**What is being asked:** Identify and copy all lines of the material where the string "VerificationFailed" is found.

** Opening Record extracts block **

//! Name patterns for cache artifacts that never belong in a signed tree

/// Patterns excluded when nothing else is configured.
///
/// `pycache` matches interpreter bytecode caches such as `__pycache__`.
pub const DEFAULT_EXCLUDE_PATTERNS: &[&str] = &["pycache"];

/// Substring patterns matched against individual path components
#[derive(Debug, Clone, PartialEq, Eq)]
pub struct ExclusionSet {
    patterns: Vec<String>,
}

impl ExclusionSet {
    /// Build a set from explicit patterns. Empty patterns are dropped, since
    /// every name contains the empty string.
    #[must_use]
    pub fn new<I, S>(patterns: I) -> Self
    where
        I: IntoIterator<Item = S>,
        S: Into<String>,
    {
        let mut patterns: Vec<String> = patterns
            .into_iter()
            .map(Into::into)
            .filter(|p| !p.is_empty())
            .collect();
        patterns.sort();
        patterns.dedup();
        Self { patterns }
    }

    /// A set that excludes nothing
    #[must_use]
    pub fn empty() -> Self {
        Self {
            patterns: Vec::new(),
        }
    }

    /// Whether a single path component should be skipped
    #[must_use]
    pub fn is_excluded(&self, component: &str) -> bool {
        self.patterns.iter().any(|p| component.contains(p.as_str()))
    }

    #[must_use]
    pub fn patterns(&self) -> &[String] {
        &self.patterns
    }
}

impl Default for ExclusionSet {
    fn default() -> Self {
        Self::new(DEFAULT_EXCLUDE_PATTERNS.iter().copied())
    }
}

#[cfg(test)]
mod tests {
    use super::*;

    #[test]
    fn test_default_matches_bytecode_cache() {
        let set = ExclusionSet::default();
        assert!(set.is_excluded("__pycache__"));
        assert!(!set.is_excluded("src"));
        assert!(!set.is_excluded("cache"));
    }

    #[test]
    fn test_empty_set_excludes_nothing() {
        let set = ExclusionSet::empty();
        assert!(!set.is_excluded("__pycache__"));
    }

    #[test]
    fn test_empty_patterns_are_ignored() {
        let set = ExclusionSet::new(["", "target"]);
        assert_eq!(set.patterns(), &["target".to_string()]);
        assert!(!set.is_excluded("src"));
        assert!(set.is_excluded("target"));
    }
}
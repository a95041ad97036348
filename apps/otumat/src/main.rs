//! otumat - hash, sign and verify package source trees
//!
//! Thin front end over the otumat crates. Command output goes to stdout,
//! logs and errors go to stderr.

mod cli;
mod display;
mod error;

use crate::cli::{Cli, Commands};
use crate::display::{CommandOutput, OutputRenderer};
use crate::error::CliError;
use clap::Parser;
use otumat_config::Config;
use otumat_errors::Error;
use otumat_package::{
    default_out_dir, ensure_outside_tree, verify_sidecars, write_sidecars, SidecarLayout,
    SidecarRequest,
};
use otumat_signing::{sign_tree, verify_tree};
use std::fs;
use std::path::{Path, PathBuf};
use std::process;
use tracing::{debug, error, info};

fn main() {
    let cli = Cli::parse();
    let json_mode = cli.global.json;

    init_tracing(json_mode, cli.global.debug);

    let result = run(cli).and_then(|output| {
        OutputRenderer::new(json_mode)
            .render(&output)
            .map_err(CliError::from)
    });

    if let Err(e) = result {
        error!("Application error: {}", e);
        eprintln!("Error: {e}");
        process::exit(e.exit_code());
    }
}

/// Main application logic
fn run(cli: Cli) -> Result<CommandOutput, CliError> {
    info!("Starting otumat v{}", env!("CARGO_PKG_VERSION"));

    // Load configuration with proper precedence:
    // 1. Start with file config (or defaults)
    let mut config = Config::load_or_default(cli.global.config.as_deref())?;

    // 2. Merge environment variables
    config.merge_env()?;

    // 3. Apply CLI flags (highest precedence)
    apply_cli_config(&mut config, &cli.command);
    config.validate()?;
    debug!("effective config: {config:?}");

    execute_command(cli.command, &config)
}

/// Execute the specified command
fn execute_command(command: Commands, config: &Config) -> Result<CommandOutput, CliError> {
    let hasher = config.tree_hasher();

    match command {
        Commands::Hash { dir, listing, .. } => {
            if listing {
                let listing = hasher.listing(&dir)?;
                Ok(CommandOutput::Listing {
                    digest: listing.digest(),
                    root: dir,
                    listing,
                })
            } else {
                let digest = hasher.digest(&dir)?;
                Ok(CommandOutput::Digest { root: dir, digest })
            }
        }

        Commands::Sign { dir, output, .. } => {
            let key = config.private_key_path().ok_or_else(|| {
                CliError::InvalidArguments(
                    "no private key: pass --key or set keys.private_key".to_string(),
                )
            })?;
            if let Some(path) = &output {
                ensure_outside_tree(&dir, path)?;
            }
            let signature = sign_tree(&key, &dir, &hasher)?;
            if let Some(path) = &output {
                fs::write(path, &signature).map_err(|e| Error::io_with_path(&e, path))?;
                info!("wrote signature to {}", path.display());
            }
            Ok(CommandOutput::Signature {
                root: dir,
                output,
                signature,
            })
        }

        Commands::Verify { dir, signature, .. } => {
            let key = config.public_key_path().ok_or_else(|| {
                CliError::InvalidArguments(
                    "no public key: pass --key or set keys.public_key".to_string(),
                )
            })?;
            let signature_text =
                fs::read_to_string(&signature).map_err(|e| Error::io_with_path(&e, &signature))?;
            verify_tree(&key, &dir, &signature_text, &hasher)?;
            Ok(CommandOutput::Verified { root: dir })
        }

        Commands::Package {
            package_dir,
            out_dir,
            ..
        } => {
            let out_dir = resolve_out_dir(&package_dir, out_dir)?;
            let layout = SidecarLayout::from(&config.sidecar);
            let private_key = config.private_key_path();
            let public_key = config.public_key_path();
            let report = write_sidecars(&SidecarRequest {
                package_dir: &package_dir,
                out_dir: &out_dir,
                private_key: private_key.as_deref(),
                public_key: public_key.as_deref(),
                layout: &layout,
                hasher: &hasher,
            })?;
            Ok(CommandOutput::Sidecars(report))
        }

        Commands::Check {
            package_dir,
            out_dir,
            ..
        } => {
            let out_dir = resolve_out_dir(&package_dir, out_dir)?;
            let layout = SidecarLayout::from(&config.sidecar);
            let digest = verify_sidecars(&package_dir, &out_dir, &layout, &hasher)?;
            Ok(CommandOutput::Checked {
                package_dir,
                digest,
            })
        }
    }
}

fn resolve_out_dir(package_dir: &Path, out_dir: Option<PathBuf>) -> Result<PathBuf, CliError> {
    match out_dir {
        Some(dir) => Ok(dir),
        None => Ok(default_out_dir(package_dir)?),
    }
}

/// Apply CLI configuration overrides (highest precedence)
fn apply_cli_config(config: &mut Config, command: &Commands) {
    let exclude = command.exclude_args();
    if exclude.no_default_excludes {
        config.hash.exclude.clear();
    }
    config.hash.exclude.extend(exclude.patterns.iter().cloned());

    match command {
        Commands::Sign { key: Some(key), .. } => {
            config.keys.private_key = Some(key.clone());
        }
        Commands::Verify { key: Some(key), .. } => {
            config.keys.public_key = Some(key.clone());
        }
        Commands::Package {
            privkey, pubkey, ..
        } => {
            if let Some(key) = privkey {
                config.keys.private_key = Some(key.clone());
            }
            if let Some(key) = pubkey {
                config.keys.public_key = Some(key.clone());
            }
        }
        _ => {}
    }
}

/// Initialize tracing/logging
///
/// Logs always go to stderr so stdout carries only command output.
fn init_tracing(json_mode: bool, debug_enabled: bool) {
    let default_filter = if debug_enabled {
        "warn,otumat=debug,otumat_config=debug,otumat_hash=debug,otumat_package=debug,otumat_signing=debug"
    } else {
        "warn"
    };
    let filter = tracing_subscriber::EnvFilter::try_from_default_env()
        .unwrap_or_else(|_| tracing_subscriber::EnvFilter::new(default_filter));

    if json_mode {
        tracing_subscriber::fmt()
            .json()
            .with_writer(std::io::stderr)
            .with_env_filter(filter)
            .init();
    } else {
        tracing_subscriber::fmt()
            .with_writer(std::io::stderr)
            .with_env_filter(filter)
            .init();
    }
}
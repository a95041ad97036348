//! Output rendering and formatting

use otumat_hash::{ObjectId, TreeListing};
use otumat_package::SidecarReport;
use serde::Serialize;
use std::io::{self, Write};
use std::path::PathBuf;

/// What a command produced
#[derive(Debug, Serialize)]
#[serde(tag = "kind", rename_all = "snake_case")]
pub enum CommandOutput {
    Digest {
        root: PathBuf,
        digest: ObjectId,
    },
    Listing {
        root: PathBuf,
        digest: ObjectId,
        #[serde(flatten)]
        listing: TreeListing,
    },
    Signature {
        root: PathBuf,
        /// File the signature was written to, `None` when printed
        output: Option<PathBuf>,
        signature: String,
    },
    Verified {
        root: PathBuf,
    },
    Sidecars(SidecarReport),
    Checked {
        package_dir: PathBuf,
        digest: ObjectId,
    },
}

/// Output renderer for CLI results
pub struct OutputRenderer {
    json_output: bool,
}

impl OutputRenderer {
    pub fn new(json_output: bool) -> Self {
        Self { json_output }
    }

    /// Render a command result to stdout
    pub fn render(&self, output: &CommandOutput) -> io::Result<()> {
        let stdout = io::stdout();
        let mut out = stdout.lock();
        self.render_to(&mut out, output)
    }

    fn render_to(&self, out: &mut impl Write, output: &CommandOutput) -> io::Result<()> {
        if self.json_output {
            let json = serde_json::to_string_pretty(output).map_err(io::Error::other)?;
            return writeln!(out, "{json}");
        }

        match output {
            CommandOutput::Digest { digest, .. } => writeln!(out, "{digest}"),
            CommandOutput::Listing { listing, .. } => write!(out, "{}", listing.render()),
            CommandOutput::Signature {
                output: None,
                signature,
                ..
            } => write!(out, "{signature}"),
            CommandOutput::Signature {
                output: Some(path), ..
            } => writeln!(out, "Signature written to {}", path.display()),
            CommandOutput::Verified { root } => writeln!(out, "[OK] {} verified", root.display()),
            CommandOutput::Sidecars(report) => {
                for path in report.signature.iter().chain(report.public_key.iter()) {
                    writeln!(out, "Wrote {}", path.display())?;
                }
                Ok(())
            }
            CommandOutput::Checked {
                package_dir,
                digest,
            } => writeln!(out, "[OK] {} verified (digest {digest})", package_dir.display()),
        }
    }
}
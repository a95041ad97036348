//! CLI error handling

use std::fmt;

use otumat_errors::UserFacingError;

/// Exit status for a signature that did not verify
pub const EXIT_REJECTED: i32 = 2;

/// CLI-specific error type
#[derive(Debug)]
pub enum CliError {
    /// Error from the otumat crates
    Core(otumat_errors::Error),
    /// Invalid command arguments
    InvalidArguments(String),
    /// I/O error writing output
    Io(std::io::Error),
}

impl CliError {
    /// Process exit status for this error
    pub fn exit_code(&self) -> i32 {
        match self {
            CliError::Core(e) if e.is_verification_failure() => EXIT_REJECTED,
            _ => 1,
        }
    }
}

impl fmt::Display for CliError {
    fn fmt(&self, f: &mut fmt::Formatter<'_>) -> fmt::Result {
        match self {
            CliError::Core(e) => {
                let message = e.user_message();
                write!(f, "{message}")?;
                if let Some(code) = e.user_code() {
                    write!(f, "\n  Code: {code}")?;
                }
                if let Some(hint) = e.user_hint() {
                    write!(f, "\n  Hint: {hint}")?;
                }
                if e.is_retryable() {
                    write!(f, "\n  Retry: safe to retry this operation.")?;
                }
                Ok(())
            }
            CliError::InvalidArguments(msg) => write!(f, "Invalid arguments: {msg}"),
            CliError::Io(e) => write!(f, "I/O error: {e}"),
        }
    }
}

impl std::error::Error for CliError {
    fn source(&self) -> Option<&(dyn std::error::Error + 'static)> {
        match self {
            CliError::Core(e) => Some(e),
            CliError::Io(e) => Some(e),
            CliError::InvalidArguments(_) => None,
        }
    }
}

impl From<otumat_errors::Error> for CliError {
    fn from(e: otumat_errors::Error) -> Self {
        CliError::Core(e)
    }
}

impl From<std::io::Error> for CliError {
    fn from(e: std::io::Error) -> Self {
        CliError::Io(e)
    }
}

impl From<serde_json::Error> for CliError {
    fn from(e: serde_json::Error) -> Self {
        CliError::Io(std::io::Error::other(e))
    }
}
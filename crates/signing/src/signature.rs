//! Sidecar text form of a signature: standard base64 plus one newline

use base64::{engine::general_purpose::STANDARD, Engine as _};
use otumat_errors::{Error, SigningError};

/// Raw RSA-PSS signature bytes
#[derive(Debug, Clone, PartialEq, Eq)]
pub struct Signature {
    bytes: Vec<u8>,
}

impl Signature {
    #[must_use]
    pub fn from_bytes(bytes: Vec<u8>) -> Self {
        Self { bytes }
    }

    #[must_use]
    pub fn as_bytes(&self) -> &[u8] {
        &self.bytes
    }

    /// Encode for a `.sig` sidecar
    #[must_use]
    pub fn to_text(&self) -> String {
        let mut text = STANDARD.encode(&self.bytes);
        text.push('\n');
        text
    }

    /// Decode sidecar text; a single trailing newline is optional.
    ///
    /// Text that does not decode is treated as a forged signature.
    ///
    /// # Errors
    /// Returns [`SigningError::VerificationFailed`] if the text is not base64.
    pub fn from_text(text: &str) -> Result<Self, Error> {
        let body = text.strip_suffix('\n').unwrap_or(text);
        let bytes = STANDARD
            .decode(body)
            .map_err(|e| SigningError::VerificationFailed {
                reason: format!("signature is not valid base64: {e}"),
            })?;
        Ok(Self { bytes })
    }
}

#[cfg(test)]
mod tests {
    use super::*;

    #[test]
    fn test_text_has_single_trailing_newline() {
        let sig = Signature::from_bytes(vec![1, 2, 3, 4]);
        assert_eq!(sig.to_text(), "AQIDBA==\n");
    }

    #[test]
    fn test_newline_is_optional() {
        let with = Signature::from_text("AQIDBA==\n").unwrap();
        let without = Signature::from_text("AQIDBA==").unwrap();
        assert_eq!(with, without);
        assert_eq!(with.as_bytes(), &[1, 2, 3, 4]);
    }

    #[test]
    fn test_only_one_newline_is_stripped() {
        assert!(Signature::from_text("AQIDBA==\n\n").is_err());
        assert!(Signature::from_text("AQIDBA==\r").is_err());
    }

    #[test]
    fn test_invalid_base64_is_verification_failure() {
        let err = Signature::from_text("not*base64\n").unwrap_err();
        assert!(err.is_verification_failure());
    }
}
#![deny(clippy::pedantic, unsafe_code)]
#![allow(clippy::module_name_repetitions)]

//! RSA-PSS signing and verification of package tree digests
//!
//! A package is signed by hashing its directory with
//! [`otumat_hash::TreeHasher`] and signing the hex digest string. Verification
//! always recomputes the digest from the tree on disk.

mod keys;
mod pss;
mod signature;

pub use keys::{PrivateKey, PublicKey};
pub use pss::{max_salt_len, sign, verify, verify_signature};
pub use signature::Signature;

use otumat_errors::Error;
use otumat_hash::TreeHasher;
use std::path::Path;
use tracing::debug;

/// Sign `data` with the PEM private key at `private_key_path`.
/// Returns the signature as sidecar text.
///
/// # Errors
/// Returns an error if the key cannot be read or parsed, or if signing fails.
pub fn sign_file(private_key_path: &Path, data: &str) -> Result<String, Error> {
    let key = PrivateKey::from_pem_file(private_key_path)?;
    Ok(sign(&key, data)?.to_text())
}

/// Verify sidecar signature text over `data` with the PEM public key at
/// `public_key_path`.
///
/// # Errors
/// Returns an error if the key cannot be read or parsed; a signature that
/// does not match yields [`otumat_errors::SigningError::VerificationFailed`].
pub fn verify_file(public_key_path: &Path, data: &str, signature_text: &str) -> Result<(), Error> {
    let key = PublicKey::from_pem_file(public_key_path)?;
    verify(&key, data, signature_text)
}

/// Digest the tree at `root` and sign the digest.
/// Returns the signature as sidecar text.
///
/// # Errors
/// Returns an error if the key is unusable, the tree cannot be read, or
/// signing fails.
pub fn sign_tree(private_key_path: &Path, root: &Path, hasher: &TreeHasher) -> Result<String, Error> {
    let key = PrivateKey::from_pem_file(private_key_path)?;
    let digest = hasher.digest(root)?;
    debug!("signing tree {} with digest {digest}", root.display());
    Ok(sign(&key, &digest.to_hex())?.to_text())
}

/// Recompute the digest of the tree at `root` and verify `signature_text`
/// against it.
///
/// # Errors
/// Returns an error if the key is unusable or the tree cannot be read; a
/// signature that does not match yields
/// [`otumat_errors::SigningError::VerificationFailed`].
pub fn verify_tree(
    public_key_path: &Path,
    root: &Path,
    signature_text: &str,
    hasher: &TreeHasher,
) -> Result<(), Error> {
    let key = PublicKey::from_pem_file(public_key_path)?;
    let digest = hasher.digest(root)?;
    debug!("verifying tree {} with digest {digest}", root.display());
    verify(&key, &digest.to_hex(), signature_text)
}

** Closing Record extracts block **

**Result of the task:**
    /// Returns [`SigningError::VerificationFailed`] if the text is not base64.
            .map_err(|e| SigningError::VerificationFailed {
/// does not match yields [`otumat_errors::SigningError::VerificationFailed`].
/// [`otumat_errors::SigningError::VerificationFailed`].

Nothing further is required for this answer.